In the first letter received by CNN Business, V. Rene wrote that “numerous investors may have used this preliminary and insider information about the emerging epidemic, tragic economic and public health consequences, to make a profit for themselves.”
A report of those private concerns held by top US officials has been spread among selected investors by a hedge fund consultant, which will allow these traders to make bets that the stock will fall.
According to the Times, presidential aides were “giving rich party donors a warning of a potentially effective infection when wealthy Trump publicly insisted that the threat did not exist.”
The Times said a large investor’s response to the hedge fund consultant’s memo was “short of everything”.
It turned out to be a lucrative business.
In the letter, Warren said the incident “seems to be a case of an internal trade textbook.”
‘Duty’
Treasury Secretary Steven Munuchi on Thursday called the Times report a “second exaggeration” by the paper.

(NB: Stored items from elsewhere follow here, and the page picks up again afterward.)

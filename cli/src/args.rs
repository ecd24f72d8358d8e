use anyhow::{Result, anyhow};
use clap::Args;
use ragpilot_retrieval::{RetrievalMode, RetrievalSettings};

/// Per-invocation overrides for the configured retrieval settings.
#[derive(Debug, Default, Clone, Args)]
pub struct RetrievalArgs {
    /// Retrieval mode: semantic, hybrid, semantic_rerank or hybrid_rerank
    #[arg(short, long, value_name = "MODE")]
    pub mode: Option<RetrievalMode>,

    /// Number of chunks to return
    #[arg(short = 'k', long, value_name = "N")]
    pub top_k: Option<u32>,

    /// Hide rows whose staging distance exceeds this value
    #[arg(long, value_name = "DIST")]
    pub threshold: Option<f64>,

    /// Base lexical weight (0.0 - 1.0)
    #[arg(long, value_name = "W")]
    pub lex: Option<f64>,

    /// Base semantic weight (0.0 - 1.0)
    #[arg(long, value_name = "W")]
    pub sem: Option<f64>,

    /// Send the base weights unchanged instead of adapting them to the query
    #[arg(long)]
    pub no_smart: bool,

    /// Staging pool size for rerank modes
    #[arg(long, value_name = "N")]
    pub stage_k: Option<u32>,

    /// Cross-encoder model for rerank modes (empty selects the backend default)
    #[arg(long, value_name = "MODEL")]
    pub rerank_model: Option<String>,
}

impl RetrievalArgs {
    /// Layer these flags over `base` and validate the result.
    pub fn settings(&self, base: &RetrievalSettings) -> Result<RetrievalSettings> {
        let mut settings = base.clone();
        if let Some(mode) = self.mode {
            settings.mode = mode;
        }
        if let Some(top_k) = self.top_k {
            settings.top_k = top_k;
        }
        if let Some(threshold) = self.threshold {
            settings.threshold = Some(threshold);
        }
        if let Some(lex) = self.lex {
            settings.w_lex = lex;
        }
        if let Some(sem) = self.sem {
            settings.w_sem = sem;
        }
        if self.no_smart {
            settings.smart = false;
        }
        if let Some(stage_k) = self.stage_k {
            settings.stage_k = stage_k;
        }
        if let Some(model) = &self.rerank_model {
            settings.rerank_model = Some(model.clone());
        }
        settings.validate().map_err(|msg| anyhow!(msg))?;
        Ok(settings)
    }
}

“I can’t imagine this,” Munuchi told CNBC. “By the way, there were a lot of investors who had their own ideas of what was going on at the time and were rightly very concerned.”

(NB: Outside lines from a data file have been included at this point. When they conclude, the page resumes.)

use crate::error::{Result, RetrievalError};
use crate::mode::{RetrievalMode, StageMode};
use crate::weights::WeightPair;
use serde::Serialize;
use serde_json::Value;
use tracing::debug;

pub const DEFAULT_TOP_K: u32 = 5;
pub const DEFAULT_STAGE_K: u32 = 60;

pub const SEARCH_CHUNKS: &str = "rpc/search_chunks";
pub const SEARCH_CHUNKS_HYBRID: &str = "rpc/search_chunks_hybrid";
pub const SEARCH_CHUNKS_RERANK: &str = "rpc/search_chunks_rerank";

/// Number of results to request; missing or non-positive values fall back to 5.
pub fn resolve_top_k(raw: Option<i64>) -> u32 {
    resolve_positive(raw, DEFAULT_TOP_K)
}

/// Size of the staging pool for rerank modes; defaults to 60.
pub fn resolve_stage_k(raw: Option<i64>) -> u32 {
    resolve_positive(raw, DEFAULT_STAGE_K)
}

fn resolve_positive(raw: Option<i64>, default: u32) -> u32 {
    raw.filter(|value| *value > 0)
        .and_then(|value| u32::try_from(value).ok())
        .unwrap_or(default)
}

/// Trimmed model name; blank names leave the choice to the backend.
pub fn normalize_rerank_model(raw: Option<&str>) -> Option<String> {
    raw.map(str::trim)
        .filter(|name| !name.is_empty())
        .map(str::to_string)
}

/// Parameters of the staging search that feeds a rerank pass.
#[derive(Debug, Clone, PartialEq)]
pub struct StageParams {
    pub stage_k: u32,
    pub rerank_model: Option<String>,
}

impl StageParams {
    pub fn new(stage_k: Option<i64>, rerank_model: Option<&str>) -> Self {
        Self {
            stage_k: resolve_stage_k(stage_k),
            rerank_model: normalize_rerank_model(rerank_model),
        }
    }
}

impl Default for StageParams {
    fn default() -> Self {
        Self {
            stage_k: DEFAULT_STAGE_K,
            rerank_model: None,
        }
    }
}

/// One search call, shaped by retrieval mode.
#[derive(Debug, Clone, PartialEq)]
pub enum RetrievalRequest {
    Semantic {
        query: String,
        top_k: u32,
    },
    Hybrid {
        query: String,
        top_k: u32,
        weights: WeightPair,
    },
    Rerank {
        query: String,
        top_k: u32,
        weights: WeightPair,
        stage_mode: StageMode,
        stage: StageParams,
    },
}

/// Endpoint path (relative to the API root) and JSON payload.
#[derive(Debug, Clone, PartialEq)]
pub struct RpcCall {
    pub endpoint: &'static str,
    pub payload: Value,
}

#[derive(Serialize)]
struct SemanticPayload<'a> {
    p_query: &'a str,
    k: u32,
}

#[derive(Serialize)]
struct HybridPayload<'a> {
    p_query: &'a str,
    k: u32,
    p_w_lex: f64,
    p_w_sem: f64,
}

/// `p_rerank_model` is always sent; `null` selects the backend default.
#[derive(Serialize)]
struct RerankPayload<'a> {
    p_query: &'a str,
    k: u32,
    p_stage_k: u32,
    p_stage_mode: StageMode,
    p_w_lex: f64,
    p_w_sem: f64,
    p_rerank_model: Option<&'a str>,
}

impl RetrievalRequest {
    /// Build the request for `mode`. Semantic search drops `weights`; `stage`
    /// only matters for the rerank modes.
    pub fn new(
        mode: RetrievalMode,
        query: &str,
        top_k: u32,
        weights: WeightPair,
        stage: StageParams,
    ) -> Result<Self> {
        let query = query.trim();
        if query.is_empty() {
            return Err(RetrievalError::EmptyQuery);
        }
        let query = query.to_string();
        let top_k = top_k.max(1);
        let request = match mode {
            RetrievalMode::Semantic => RetrievalRequest::Semantic { query, top_k },
            RetrievalMode::Hybrid => RetrievalRequest::Hybrid {
                query,
                top_k,
                weights,
            },
            RetrievalMode::SemanticRerank => RetrievalRequest::Rerank {
                query,
                top_k,
                weights,
                stage_mode: StageMode::Semantic,
                stage,
            },
            RetrievalMode::HybridRerank => RetrievalRequest::Rerank {
                query,
                top_k,
                weights,
                stage_mode: StageMode::Hybrid,
                stage,
            },
        };
        Ok(request)
    }

    pub fn mode(&self) -> RetrievalMode {
        match self {
            RetrievalRequest::Semantic { .. } => RetrievalMode::Semantic,
            RetrievalRequest::Hybrid { .. } => RetrievalMode::Hybrid,
            RetrievalRequest::Rerank {
                stage_mode: StageMode::Semantic,
                ..
            } => RetrievalMode::SemanticRerank,
            RetrievalRequest::Rerank {
                stage_mode: StageMode::Hybrid,
                ..
            } => RetrievalMode::HybridRerank,
        }
    }

    pub fn query(&self) -> &str {
        match self {
            RetrievalRequest::Semantic { query, .. }
            | RetrievalRequest::Hybrid { query, .. }
            | RetrievalRequest::Rerank { query, .. } => query,
        }
    }

    /// Weights the backend will use, if the mode sends any.
    pub fn weights(&self) -> Option<WeightPair> {
        match self {
            RetrievalRequest::Semantic { .. } => None,
            RetrievalRequest::Hybrid { weights, .. }
            | RetrievalRequest::Rerank { weights, .. } => Some(*weights),
        }
    }

    /// Map this request onto its backend endpoint and payload.
    pub fn call(&self) -> RpcCall {
        let (endpoint, payload) = match self {
            RetrievalRequest::Semantic { query, top_k } => (
                SEARCH_CHUNKS,
                serde_json::json!(SemanticPayload {
                    p_query: query,
                    k: *top_k,
                }),
            ),
            RetrievalRequest::Hybrid {
                query,
                top_k,
                weights,
            } => (
                SEARCH_CHUNKS_HYBRID,
                serde_json::json!(HybridPayload {
                    p_query: query,
                    k: *top_k,
                    p_w_lex: weights.lexical,
                    p_w_sem: weights.semantic,
                }),
            ),
            RetrievalRequest::Rerank {
                query,
                top_k,
                weights,
                stage_mode,
                stage,
            } => (
                SEARCH_CHUNKS_RERANK,
                serde_json::json!(RerankPayload {
                    p_query: query,
                    k: *top_k,
                    p_stage_k: stage.stage_k,
                    p_stage_mode: *stage_mode,
                    p_w_lex: weights.lexical,
                    p_w_sem: weights.semantic,
                    p_rerank_model: stage.rerank_model.as_deref(),
                }),
            ),
        };
        debug!(endpoint, mode = %self.mode(), "built search call");
        RpcCall { endpoint, payload }
    }
}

And the Times has reported that legal experts say it is not clear that any communication about this briefing violates securities laws.

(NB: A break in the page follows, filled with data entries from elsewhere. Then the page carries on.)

use crate::candidate::{DocId, RetrievedCandidate};
use crate::directory::DocumentDirectory;
use crate::mode::RetrievalMode;
use serde::Serialize;
use std::cmp::Ordering;
use tracing::debug;

/// Sort key for rows without a distance in distance-ordered modes.
const MISSING_DISTANCE: f64 = 0.0;
/// Sort key for unscored rows in rerank modes; sorts them last.
const MISSING_RERANK_SCORE: f64 = -1e6;
const SNIPPET_CHARS: usize = 240;

/// A ranked candidate ready for display.
#[derive(Debug, Clone, PartialEq, Serialize)]
pub struct DisplayRow {
    /// Position in the final list (1 = best)
    pub rank: usize,
    /// Document label, or `doc {id}` when the directory has no entry
    pub label: String,
    pub doc_id: Option<DocId>,
    pub seq: Option<i64>,
    pub distance: Option<f64>,
    pub rerank_score: Option<f64>,
    /// Chunk text with whitespace collapsed, cut to 240 characters
    pub snippet: String,
}

/// Filters, orders and labels search candidates for one mode.
#[derive(Debug, Clone, Copy)]
pub struct ResultRanker {
    mode: RetrievalMode,
    threshold: Option<f64>,
}

impl ResultRanker {
    /// `threshold` caps the staging distance; `None` or NaN disables it.
    pub fn new(mode: RetrievalMode, threshold: Option<f64>) -> Self {
        Self {
            mode,
            threshold: threshold.filter(|t| !t.is_nan()),
        }
    }

    pub fn rank_and_annotate(
        &self,
        candidates: Vec<RetrievedCandidate>,
        directory: &dyn DocumentDirectory,
    ) -> Vec<DisplayRow> {
        let total = candidates.len();
        let mut kept = self.apply_threshold(candidates);
        self.sort(&mut kept);
        debug!(
            mode = %self.mode,
            total,
            kept = kept.len(),
            "ranked search candidates"
        );

        kept.into_iter()
            .enumerate()
            .map(|(index, candidate)| annotate(index + 1, candidate, directory))
            .collect()
    }

    fn apply_threshold(&self, mut candidates: Vec<RetrievedCandidate>) -> Vec<RetrievedCandidate> {
        let Some(threshold) = self.threshold else {
            return candidates;
        };
        let rerank = self.mode.is_rerank();
        candidates.retain(|candidate| match candidate.distance {
            Some(distance) => distance <= threshold,
            // Rerank rows may only carry a score; the cap is on staging distance.
            None => rerank,
        });
        candidates
    }

    fn sort(&self, candidates: &mut [RetrievedCandidate]) {
        if self.mode.is_rerank() {
            candidates.sort_by(|a, b| descending(rerank_key(a), rerank_key(b)));
        } else {
            candidates.sort_by(|a, b| distance_key(a).total_cmp(&distance_key(b)));
        }
    }
}

fn distance_key(candidate: &RetrievedCandidate) -> f64 {
    candidate.distance.unwrap_or(MISSING_DISTANCE)
}

fn rerank_key(candidate: &RetrievedCandidate) -> f64 {
    candidate.rerank_score.unwrap_or(MISSING_RERANK_SCORE)
}

fn descending(a: f64, b: f64) -> Ordering {
    b.total_cmp(&a)
}

fn annotate(
    rank: usize,
    candidate: RetrievedCandidate,
    directory: &dyn DocumentDirectory,
) -> DisplayRow {
    let label = match &candidate.doc_id {
        Some(id) => directory
            .display_key(id)
            .map_or_else(|| format!("doc {id}"), str::to_string),
        None => "doc unknown".to_string(),
    };
    DisplayRow {
        rank,
        label,
        snippet: snippet(&candidate.chunk),
        doc_id: candidate.doc_id,
        seq: candidate.seq,
        distance: candidate.distance,
        rerank_score: candidate.rerank_score,
    }
}

fn snippet(chunk: &str) -> String {
    let collapsed = chunk.split_whitespace().collect::<Vec<_>>().join(" ");
    collapsed.chars().take(SNIPPET_CHARS).collect()
}

/// Filter by `threshold`, order by the mode's score, and label every row.
pub fn rank_and_annotate(
    candidates: Vec<RetrievedCandidate>,
    mode: RetrievalMode,
    threshold: Option<f64>,
    directory: &dyn DocumentDirectory,
) -> Vec<DisplayRow> {
    ResultRanker::new(mode, threshold).rank_and_annotate(candidates, directory)
}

But at least one billionaire investor expressed concern about the incident.
Vernon requested the SEC and CFTC to review Republican information on the material provided to investors and any trade that may result from it.
In particular, the groom asked regulators to determine which officials in the Trump administration provided the information, how the information differed from public comments by the administration, who received the information, and whether those individuals traded securities, futures, exchanges or commodities. .
“If this report is accurate, it represents a horrific resignation by President Trump and the top brass of his administration,” Warren wrote.